** Data records follows **

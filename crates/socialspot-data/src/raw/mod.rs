//! Ingestion-time normalization of raw store documents.
//!
//! Records written by different seed scripts disagree on where coordinates, venue
//! names, age ranges and dates live. [`normalize_document`] resolves every known
//! variant once and produces a canonical [`Item`].

use serde_json::Value;
use tracing::{debug, instrument, warn};

use crate::{
    error::{DataError, Result},
    model::{Coordinate, EventSchedule, Item, ItemFilters, ItemKind, ItemLocation, display_category},
    store::Document,
};

pub mod lookup;

use lookup::{first_number, first_text, flag, path, text};

const COORDINATE_PATHS: [&str; 4] = ["location.coordinates", "coordinates", "location", ""];
const LATITUDE_KEYS: [&str; 2] = ["latitude", "lat"];
const LONGITUDE_KEYS: [&str; 3] = ["longitude", "lon", "lng"];

/// Map one raw document onto the canonical [`Item`] shape.
///
/// Fails only when the document is not a JSON object. Missing or unusable
/// fields are left empty so the item can still be listed.
pub fn normalize_document(kind: ItemKind, id: &str, data: &Value) -> Result<Item> {
    if !data.is_object() {
        return Err(DataError::MalformedDocument {
            id: id.to_string(),
            reason: "document body is not an object".to_string(),
        });
    }

    let parent_category = first_text(data, &["parentCategory"]);
    let display = parent_category
        .as_deref()
        .map(|category| display_category(category).to_string());

    Ok(Item {
        id: id.to_string(),
        kind,
        name: first_text(data, &["name", "title"]),
        location: normalize_location(id, data),
        display_category: display,
        parent_category,
        subcategory: first_text(data, &["subcategory"]),
        event_type: first_text(data, &["eventType"]),
        filters: normalize_filters(data),
        schedule: normalize_schedule(data),
        description: first_text(data, &["description"]),
        website: first_text(data, &["contact.website", "website"]),
    })
}

/// Normalize a batch, skipping documents that cannot be read.
#[instrument(name = "Normalize documents", skip_all, fields(kind = ?kind, count = documents.len()))]
pub fn normalize_documents(kind: ItemKind, documents: &[Document]) -> Vec<Item> {
    documents
        .iter()
        .filter_map(|doc| match normalize_document(kind, &doc.id, &doc.data) {
            Ok(item) => Some(item),
            Err(e) => {
                warn!(id = %doc.id, error = %e, "Skipping malformed document");
                None
            }
        })
        .collect()
}

fn normalize_location(id: &str, data: &Value) -> ItemLocation {
    // `location` is sometimes a plain "Venue, Street, City" string.
    let location_string = path(data, "location").and_then(Value::as_str);

    ItemLocation {
        coordinates: read_coordinates(id, data),
        geohash: first_text(data, &["location.geohash", "geohash"]),
        venue: first_text(data, &["venue"])
            .or_else(|| {
                location_string
                    .and_then(|s| s.split(',').next())
                    .map(str::trim)
                    .filter(|s| !s.is_empty())
                    .map(str::to_string)
            })
            .or_else(|| first_text(data, &["location.name"])),
        address: first_text(data, &["location.address", "address"]),
        city: first_text(data, &["location.city", "city"]),
        zip_code: first_text(
            data,
            &["location.zipCode", "location.zip", "zipCode", "zip"],
        ),
    }
}

fn read_coordinates(id: &str, data: &Value) -> Option<Coordinate> {
    COORDINATE_PATHS.iter().find_map(|candidate| {
        let holder = if candidate.is_empty() {
            data
        } else {
            path(data, candidate)?
        };
        let latitude = first_number(holder, &LATITUDE_KEYS)?;
        let longitude = first_number(holder, &LONGITUDE_KEYS)?;
        Coordinate::new(latitude, longitude)
            .inspect_err(|e| debug!(id, error = %e, "Ignoring unusable coordinates"))
            .ok()
    })
}

fn normalize_filters(data: &Value) -> ItemFilters {
    ItemFilters {
        age_range: first_text(data, &["ageRange", "filters.ageRange"]),
        is_free: flag(data, "filters.isFree"),
        cost_type: first_text(data, &["filters.costType"]),
        cost_details: first_text(data, &["filters.costDetails", "cost"]),
    }
}

fn normalize_schedule(data: &Value) -> Option<EventSchedule> {
    let event_date = path(data, "eventDate");
    let schedule = EventSchedule {
        date_text: event_date
            .and_then(text)
            .or_else(|| first_text(data, &["eventStartDate"])),
        schedule_text: first_text(data, &["scheduleDescription"]),
        frequency: first_text(data, &["schedule", "frequency"]),
        recurring: flag(data, "recurring") || flag(data, "eventDate.recurring"),
    };

    (schedule != EventSchedule::default()).then_some(schedule)
}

** End of Data records **

▸ What to work on: Which lines in the data hold the string "latitude"? Copy each of them.

▸ Output for this task:
const LATITUDE_KEYS: [&str; 2] = ["latitude", "lat"];
        let latitude = first_number(holder, &LATITUDE_KEYS)?;
        Coordinate::new(latitude, longitude)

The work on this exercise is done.